As a best-case scenario, market analyst Notch Consulting predicts a decline of 11% in the global carbon black market for 2020 while a mid-case scenario indicates towards a 23% and a worst-case scenario would see a 37% drop.
"Right now, based on other forecasting and preliminary results for Q1, it looks like the year is coming in between Best Case and Mid-Case," Notch president Paul Ita said in reply to ERJ's questions about current trends.
According to Ita, at best that will likely mean declines of between 12% and 15% in demand for tire & rubber raw materials worldwide.
While the Chinese carbon black market fared the worst in the first quarter of the year, manufacturers elsewhere are expected to hit a low-point in the second quarter.
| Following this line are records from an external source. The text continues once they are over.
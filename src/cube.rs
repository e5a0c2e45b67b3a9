use crate::constants::CUBE_MOUNT_ID;
use crate::dom;
use crate::events::{self, CubeWiring};
use crate::render::GpuState;
use gloo::events::EventListener;
use portfolio_core::{CubeScene, SceneConfig, Selection};
use std::cell::RefCell;
use std::rc::Rc;
use wasm_bindgen::JsCast;
use web_sys as web;

/// The navigation cube mounted into the page: scene, canvas, GPU state and
/// the listeners feeding it.
pub struct CubeView {
    scene: Rc<RefCell<CubeScene>>,
    canvas: web::HtmlCanvasElement,
    gpu: Option<GpuState>,
    listeners: Vec<EventListener>,
}

impl CubeView {
    /// Create the canvas inside `#cube-mount`, bring up the GPU and start
    /// listening. Face clicks go straight into `selection`.
    pub async fn mount(
        document: &web::Document,
        selection: Rc<RefCell<Selection>>,
        seed: u64,
    ) -> anyhow::Result<Rc<RefCell<Self>>> {
        let window = web::window().ok_or_else(|| anyhow::anyhow!("no window"))?;
        let mount: web::Element = dom::element_by_id(document, CUBE_MOUNT_ID)?;
        let canvas: web::HtmlCanvasElement = document
            .create_element("canvas")
            .map_err(|e| anyhow::anyhow!("{:?}", e))?
            .dyn_into()
            .map_err(|e| anyhow::anyhow!("{:?}", e))?;
        _ = canvas.set_attribute("style", "display:block;width:100%;height:100%");
        mount
            .append_child(&canvas)
            .map_err(|e| anyhow::anyhow!("{:?}", e))?;
        dom::sync_canvas_backing_size(&canvas);

        let gpu = match GpuState::new(&canvas).await {
            Ok(g) => g,
            Err(e) => {
                canvas.remove();
                return Err(e);
            }
        };

        let scene = Rc::new(RefCell::new(CubeScene::new(
            SceneConfig {
                seed,
                ..SceneConfig::default()
            },
            dom::element_bounds(&mount),
            move |id| {
                selection.borrow_mut().select(id);
            },
        )));

        let wiring = CubeWiring {
            document: document.clone(),
            window,
            canvas: canvas.clone(),
            mount,
            scene: scene.clone(),
        };
        let mut listeners = events::wire_cube_pointer(&wiring);
        listeners.push(events::wire_cube_resize(&wiring));
        log::info!(
            "[cube] mounted {}x{} px",
            canvas.width(),
            canvas.height()
        );

        Ok(Rc::new(RefCell::new(Self {
            scene,
            canvas,
            gpu: Some(gpu),
            listeners,
        })))
    }

    pub fn frame(&mut self, dt_sec: f32) {
        let snapshot = {
            let mut scene = self.scene.borrow_mut();
            scene.tick(dt_sec);
            scene.snapshot()
        };
        let (Some(snapshot), Some(gpu)) = (snapshot, self.gpu.as_mut()) else {
            return;
        };
        gpu.resize_if_needed(self.canvas.width(), self.canvas.height());
        match gpu.render(&snapshot) {
            Ok(()) => {}
            Err(wgpu::SurfaceError::Lost | wgpu::SurfaceError::Outdated) => {
                log::debug!("[gpu] surface reconfigured");
            }
            Err(e) => log::error!("render error: {:?}", e),
        }
    }

    /// Unhook listeners, stop the scene, free the GPU and detach the canvas.
    /// Safe to call more than once.
    pub fn dispose(&mut self) {
        self.listeners.clear();
        self.scene.borrow_mut().dispose();
        if let Some(gpu) = self.gpu.take() {
            gpu.destroy();
            self.canvas.remove();
        }
    }
}

impl Drop for CubeView {
    fn drop(&mut self) {
        self.dispose();
    }
}
//! Application state management
//!
//! This module contains the shared application state that is passed
//! to all request handlers via Axum's State extractor.

use std::sync::Arc;

use redis::aio::ConnectionManager;
use sqlx::PgPool;

use crate::{config::Config, services::DraftService};

/// Shared application state
#[derive(Clone)]
pub struct AppState {
    inner: Arc<AppStateInner>,
}

/// Inner state (wrapped in Arc for cheap cloning)
struct AppStateInner {
    /// Database connection pool
    pub db: PgPool,

    /// Redis connection manager
    pub redis: ConnectionManager,

    /// Draft engine, shared with the scheduler
    pub draft_service: Arc<DraftService>,

    /// Application configuration
    pub config: Config,
}

impl AppState {
    /// Create a new application state
    pub fn new(
        db: PgPool,
        redis: ConnectionManager,
        draft_service: Arc<DraftService>,
        config: Config,
    ) -> Self {
        Self {
            inner: Arc::new(AppStateInner {
                db,
                redis,
                draft_service,
                config,
            }),
        }
    }

    /// Get a reference to the database pool
    pub fn db(&self) -> &PgPool {
        &self.inner.db
    }

    /// Get a clone of the Redis connection manager
    pub fn redis(&self) -> ConnectionManager {
        self.inner.redis.clone()
    }

    /// Get a reference to the draft service
    pub fn draft_service(&self) -> &DraftService {
        &self.inner.draft_service
    }

    /// Get a reference to the configuration
    pub fn config(&self) -> &Config {
        &self.inner.config
    }
}
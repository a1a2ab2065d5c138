//! Database connection management

use std::time::Duration;

use sqlx::{PgPool, postgres::PgPoolOptions};

use crate::config::DatabaseConfig;

/// Create a new database connection pool
pub async fn create_pool(config: &DatabaseConfig) -> Result<PgPool, sqlx::Error> {
    PgPoolOptions::new()
        .max_connections(config.max_connections)
        .acquire_timeout(Duration::from_secs(5))
        .connect(&config.url)
        .await
}

/// Round-trip a trivial query, used by the readiness probe
pub async fn ping(pool: &PgPool) -> Result<(), sqlx::Error> {
    sqlx::query("SELECT 1").execute(pool).await?;
    Ok(())
}
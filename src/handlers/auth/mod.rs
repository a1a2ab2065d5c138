//! Authentication handlers

mod handler;
pub mod request;
pub mod response;

pub use handler::*;
pub use request::*;
pub use response::*;

use axum::{
    Router,
    middleware,
    routing::{get, post},
};

use crate::{middleware::auth::auth_middleware, state::AppState};

/// Authentication routes
pub fn routes(state: &AppState) -> Router<AppState> {
    Router::new()
        .route(
            "/me",
            get(handler::get_current_user)
                .route_layer(middleware::from_fn_with_state(state.clone(), auth_middleware)),
        )
        .route("/register", post(handler::register))
        .route("/login", post(handler::login))
}
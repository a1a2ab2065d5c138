//! Castaway handlers

mod handler;
pub mod request;
pub mod response;

pub use handler::*;
pub use request::*;
pub use response::*;

use axum::{Router, routing::get};

use crate::state::AppState;

/// Castaway routes (authenticated)
pub fn routes() -> Router<AppState> {
    Router::new().route("/", get(handler::list_castaways))
}
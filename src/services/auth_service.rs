//! Authentication service

use argon2::{
    Argon2,
    password_hash::{PasswordHash, PasswordHasher, PasswordVerifier, SaltString, rand_core::OsRng},
};
use chrono::{Duration, Utc};
use jsonwebtoken::{DecodingKey, EncodingKey, Header, Validation, decode, encode};
use serde::{Deserialize, Serialize};
use sqlx::PgPool;
use uuid::Uuid;

use crate::{
    config::JwtConfig,
    db::repositories::{AccountClash, UserRepository},
    error::{AppError, AppResult},
    models::User,
};

/// JWT claims structure
#[derive(Debug, Serialize, Deserialize)]
pub struct Claims {
    pub sub: String, // user_id
    pub username: String,
    pub role: String,
    pub exp: i64,
    pub iat: i64,
}

/// Authentication service
pub struct AuthService;

impl AuthService {
    /// Register a new player
    pub async fn register(
        pool: &PgPool,
        username: &str,
        email: &str,
        password: &str,
        display_name: Option<&str>,
    ) -> AppResult<User> {
        match UserRepository::find_clash(pool, username, email).await? {
            Some(AccountClash::Username) => {
                return Err(AppError::AlreadyExists("Username already taken".to_string()));
            }
            Some(AccountClash::Email) => {
                return Err(AppError::AlreadyExists("Email already registered".to_string()));
            }
            None => {}
        }

        let password_hash = Self::hash_password(password)?;
        let user =
            UserRepository::create_player(pool, username, email, &password_hash, display_name)
                .await?;

        tracing::info!(user_id = %user.id, username = %user.username, "User registered");
        Ok(user)
    }

    /// Login with username/email and password.
    /// Returns the user, an access token and its lifetime in seconds.
    pub async fn login(
        pool: &PgPool,
        jwt: &JwtConfig,
        identifier: &str,
        password: &str,
    ) -> AppResult<(User, String, i64)> {
        let user = UserRepository::find_by_identifier(pool, identifier)
            .await?
            .ok_or(AppError::InvalidCredentials)?;

        if !Self::verify_password(password, &user.password_hash)? {
            return Err(AppError::InvalidCredentials);
        }

        let (access_token, expires_in) = Self::generate_access_token(&user, jwt)?;

        Ok((user, access_token, expires_in))
    }

    /// Get user by ID
    pub async fn get_user_by_id(pool: &PgPool, user_id: &Uuid) -> AppResult<Option<User>> {
        UserRepository::find_by_id(pool, user_id).await
    }

    /// Verify JWT token and extract claims
    pub fn verify_token(token: &str, secret: &str) -> AppResult<Claims> {
        let token_data = decode::<Claims>(
            token,
            &DecodingKey::from_secret(secret.as_bytes()),
            &Validation::default(),
        )?;

        Ok(token_data.claims)
    }

    /// Hash password using Argon2
    fn hash_password(password: &str) -> AppResult<String> {
        let salt = SaltString::generate(&mut OsRng);
        let argon2 = Argon2::default();

        let hash = argon2
            .hash_password(password.as_bytes(), &salt)
            .map_err(|e| AppError::Internal(anyhow::anyhow!("Password hashing failed: {}", e)))?
            .to_string();

        Ok(hash)
    }

    /// Verify password against hash
    fn verify_password(password: &str, hash: &str) -> AppResult<bool> {
        let parsed_hash = PasswordHash::new(hash)
            .map_err(|e| AppError::Internal(anyhow::anyhow!("Invalid password hash: {}", e)))?;

        Ok(Argon2::default()
            .verify_password(password.as_bytes(), &parsed_hash)
            .is_ok())
    }

    /// Generate access token
    pub(crate) fn generate_access_token(user: &User, jwt: &JwtConfig) -> AppResult<(String, i64)> {
        let now = Utc::now();
        let expires_at = now + Duration::hours(jwt.expiry_hours);
        let expires_in = jwt.expiry_hours * 3600;

        let claims = Claims {
            sub: user.id.to_string(),
            username: user.username.clone(),
            role: user.role.clone(),
            exp: expires_at.timestamp(),
            iat: now.timestamp(),
        };

        let token = encode(
            &Header::default(),
            &claims,
            &EncodingKey::from_secret(jwt.secret.as_bytes()),
        )
        .map_err(|e| AppError::Internal(anyhow::anyhow!("Token generation failed: {}", e)))?;

        Ok((token, expires_in))
    }
}

#[cfg(test)]
mod tests {
    use super::*;
    use crate::constants::roles;

    fn user(role: &str) -> User {
        let now = Utc::now();
        User {
            id: Uuid::new_v4(),
            username: "probst".to_string(),
            email: "jeff@example.com".to_string(),
            password_hash: String::new(),
            display_name: None,
            role: role.to_string(),
            created_at: now,
            updated_at: now,
        }
    }

    fn jwt() -> JwtConfig {
        JwtConfig {
            secret: "test-secret".to_string(),
            expiry_hours: 1,
        }
    }

    #[test]
    fn test_password_hash_verifies() {
        let hash = AuthService::hash_password("fire-making").unwrap();
        assert!(AuthService::verify_password("fire-making", &hash).unwrap());
        assert!(!AuthService::verify_password("rock-draw", &hash).unwrap());
    }

    #[test]
    fn test_token_carries_identity_and_role() {
        let user = user(roles::ADMIN);
        let (token, expires_in) = AuthService::generate_access_token(&user, &jwt()).unwrap();
        assert_eq!(expires_in, 3600);

        let claims = AuthService::verify_token(&token, "test-secret").unwrap();
        assert_eq!(claims.sub, user.id.to_string());
        assert_eq!(claims.role, roles::ADMIN);
    }

    #[test]
    fn test_token_with_wrong_secret_rejected() {
        let (token, _) = AuthService::generate_access_token(&user(roles::PLAYER), &jwt()).unwrap();
        assert!(AuthService::verify_token(&token, "other-secret").is_err());
    }
}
US carbon black makers Cabot Corp. and Orion Engineered Carbon, for instance, reported 'solid demand' in Europe and Americas through to mid-March, before customers began cancelling orders.
"Orion executed well in the first quarter and we were on track for strong financial results until the latter half of March when many tire customer plants shut down," said its CEO Corning Painter.
The US company's rubber segment saw further declines in April, as the pandemic spread across Europe and Americas.
"Against this backdrop, in April Orion's plants operated in the mid-40s [percentage utilisation rates] in the Americas and Europe and in the mid-50s in Asia," the CEO noted.
Boston, Massachusetts-based Cabot reported a similar trend, now expecting its third-quarter (to 30 June) volumes to be "significantly impacted by tire and automotive customer shutdowns in the Americas and Europe."
The market, said Cabot senior executive Bart Kalkstein, is expected to follow a 'similar pattern' to those in the automotive and tire sectors.These markets are set for a 15-20% decline predict consulting agencies such as IHS and LMC.
The president of Cabot's reinforcement materials segment is, however, cautiously optimistic, as sharp drops in the past have been followed by a strong rebound.
"The question remains as to when and how quickly the rebound will occur," Kalkstein said in written comments to ERJ.